Real-Time Financial Exchange Order Book

In this example we are going to walk through how you can maintain a limit order book in real-time with very little extra infrastructure with Bytewax.

We are going to:

  • Connect to Coinbase via WebSockets for live order book updates.
  • Initialize order books with current snapshots for major cryptocurrencies.
  • Update order books in real-time with market changes.
  • Utilize advanced data structures for efficient order book management.
  • Process live data with Bytewax to maintain and summarize order books.
  • Filter updates for significant market movements based on spread.
Skill level:Intermediate
Time to complete:15-30 min
Required version:0.19.*

Prerequisities

Python modules

  • bytewax==0.19.*
  • websocket-client

Your takeaway

At the end of this tutorial you will understand how to use Bytewax to analyze financial exchange data. You will learn to establish connections to a WebSocket for real-time data, use Bytewax's operators to efficiently manage an order book, and apply analytical techniques to assess trading opportunities based on the dynamics of buy and sell orders.

Concepts

To start off, we are going to diverge into some concepts around markets, exchanges and orders.

Order Book


A Limit Order Book, or just Order Book is a record of all limit orders that are made. A limit order is an order to buy (bid) or sell (ask) an asset for a given price. This could facilitate the exchange of dollars for shares or, as in our case, they could be orders to exchange crypto currencies. On exchanges, the limit order book is constantly changing as orders are placed every fraction of a second. The order book can give a trader insight into the market, whether they are looking to determine liquidity, to create liquidity, design a trading algorithm or maybe determine when bad actors are trying to manipulate the market.

Bid and Ask


In the order book, the ask price is the lowest price that a seller is willing to sell at and the bid price is the highest price that a buyer is willing to buy at. A limit order is different than a market order in that the limit order can be placed with generally 4 dimensions, the direction (buy/sell), the size, the price and the duration (time to expire). A market order, in comparison, has 2 dimensions, the direction and the size. It is up to the exchange to fill a market order and it is filled via what is available in the order book.

Level 2 Data


An exchange will generally offer a few different tiers of information that traders can subscribe to. These can be quite expensive for some exchanges, but luckily for us, most crypto exchanges provide access to the various levels for free! For maintaining our order book we are going to need at least level2 order information. This gives us granularity of each limit order so that we can adjust the book in real-time. Without the ability to maintain our own order book, the snapshot would get almost instantly out of date and we would not be able to act with perfect information. We would have to download the order book every millisecond, or faster, to stay up to date and since the order book can be quite large, this isn't really feasible.
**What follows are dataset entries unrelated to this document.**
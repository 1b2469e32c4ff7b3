//! Synthetic emulator cameras.
//!
//! `SyntheticSource` stands in for a camera driver in tests and dry runs:
//! - `stub://random`: fresh noise every frame
//! - `stub://deterministic`: one noise frame, repeated
//! - `stub://gradient`: a diagonal ramp that shifts by one level per frame
//!
//! With `paced` set the source sleeps so frames arrive at `target_fps`.

use anyhow::{anyhow, Result};
use rand::RngCore;
use std::time::{Duration, Instant, SystemTime, UNIX_EPOCH};

use super::{FrameSource, SourceConfig, SourceStats};
use crate::frame::Image;

#[derive(Clone, Copy, Debug, PartialEq, Eq)]
pub enum Pattern {
    Random,
    Deterministic,
    Gradient,
}

impl Pattern {
    fn from_url(url: &str) -> Result<Self> {
        match url.strip_prefix("stub://") {
            Some("random") | Some("") => Ok(Pattern::Random),
            Some("deterministic") => Ok(Pattern::Deterministic),
            Some("gradient") => Ok(Pattern::Gradient),
            _ => Err(anyhow!(
                "unknown synthetic source '{}' (expected stub://random, stub://deterministic or stub://gradient)",
                url
            )),
        }
    }
}

pub struct SyntheticSource {
    config: SourceConfig,
    pattern: Pattern,
    frame_count: u64,
    started_at: Instant,
    last_frame_at: Option<Instant>,
    fixed: Option<Vec<u8>>,
    closed: bool,
}

impl SyntheticSource {
    pub fn new(config: SourceConfig) -> Result<Self> {
        let pattern = Pattern::from_url(&config.url)?;
        if config.width == 0 || config.height == 0 {
            return Err(anyhow!("synthetic source needs a non-zero resolution"));
        }
        if config.channels != 1 && config.channels != 3 {
            return Err(anyhow!("unsupported channel count {}", config.channels));
        }
        log::info!(
            target: config.log.target(),
            "SyntheticSource: {} {}x{} @ {} fps",
            config.url,
            config.width,
            config.height,
            config.target_fps
        );
        Ok(Self {
            config,
            pattern,
            frame_count: 0,
            started_at: Instant::now(),
            last_frame_at: None,
            fixed: None,
            closed: false,
        })
    }

    pub fn stats(&self) -> SourceStats {
        SourceStats {
            frames_captured: self.frame_count,
            url: self.config.url.clone(),
        }
    }

    fn pace(&self) {
        if !self.config.paced || self.config.target_fps <= 0.0 {
            return;
        }
        let Some(last) = self.last_frame_at else {
            return;
        };
        let Ok(interval) = Duration::try_from_secs_f64(1.0 / self.config.target_fps) else {
            return;
        };
        if let Some(remaining) = interval.checked_sub(last.elapsed()) {
            std::thread::sleep(remaining);
        }
    }

    fn timestamp(&self) -> Result<f64> {
        if self.config.use_wall_clock {
            Ok(SystemTime::now().duration_since(UNIX_EPOCH)?.as_secs_f64())
        } else {
            Ok(self.started_at.elapsed().as_secs_f64())
        }
    }

    fn byte_len(&self) -> usize {
        self.config.width as usize * self.config.height as usize * self.config.channels as usize
    }

    fn generate_pixels(&mut self) -> Vec<u8> {
        match self.pattern {
            Pattern::Random => {
                let mut pixels = vec![0u8; self.byte_len()];
                rand::thread_rng().fill_bytes(&mut pixels);
                pixels
            }
            Pattern::Deterministic => {
                let len = self.byte_len();
                self.fixed
                    .get_or_insert_with(|| {
                        let mut pixels = vec![0u8; len];
                        rand::thread_rng().fill_bytes(&mut pixels);
                        pixels
                    })
                    .clone()
            }
            Pattern::Gradient => {
                let width = self.config.width as u64;
                let channels = self.config.channels as u64;
                let mut pixels = vec![0u8; self.byte_len()];
                for (i, pixel) in pixels.iter_mut().enumerate() {
                    let p = i as u64 / channels;
                    let (x, y) = (p % width, p / width);
                    *pixel = ((x + y + self.frame_count) % 256) as u8;
                }
                pixels
            }
        }
    }
}

impl FrameSource for SyntheticSource {
    fn resolution(&self) -> (u32, u32) {
        (self.config.width, self.config.height)
    }

    fn channels(&self) -> u8 {
        self.config.channels
    }

    fn next_frame(&mut self) -> Result<Option<(f64, Image)>> {
        if self.closed {
            return Ok(None);
        }
        if let Some(max) = self.config.max_frames {
            if self.frame_count >= max {
                return Ok(None);
            }
        }
        self.pace();

        let timestamp = self.timestamp()?;
        let pixels = self.generate_pixels();
        let image = Image::from_raw(
            self.config.width,
            self.config.height,
            self.config.channels,
            pixels,
        )?;
        self.frame_count += 1;
        self.last_frame_at = Some(Instant::now());
        Ok(Some((timestamp, image)))
    }

    fn close(&mut self) -> Result<()> {
        if !self.closed {
            log::debug!(
                target: self.config.log.target(),
                "SyntheticSource: closing {} after {} frames",
                self.config.url,
                self.frame_count
            );
            self.closed = true;
        }
        Ok(())
    }
}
Alright, let's get started!

Websocket Input

Our goal is to build a scalable system that can monitor multiple cryptocurrency pairs across different workers in real time. By crafting an asynchronous function to connect to the Coinbase Pro WebSocket, we facilitate streaming of cryptocurrency data into our dataflow. This process involves the websockets Python library for WebSocket connections and bytewax for dataflow integration.

The function _ws_agen inputs cryptocurrency pair identifiers (e.g., ["BTC-USD", "ETH-USD"]), establishing a connection to Coinbase Pro's WebSocket. It subscribes to the level2_batch channel for live order book updates, sending a JSON subscription message and awaiting a confirmation response with ws.recv().

To efficiently process and manage this data, we implement the CoinbasePartition class, extending Bytewax's StatefulSourcePartition. This enables us to obtain the current orderbook at the beginning of the stream when we subscribe.

Within CoinbasePartition, _ws_agen is used for data fetching through self._batcher - in the code we specify batching incoming data every 0.5 seconds or upon receiving 100 messages, optimizing data processing and state management. This structure ensures an efficient, scalable, and fault-tolerant system for real-time cryptocurrency market monitoring.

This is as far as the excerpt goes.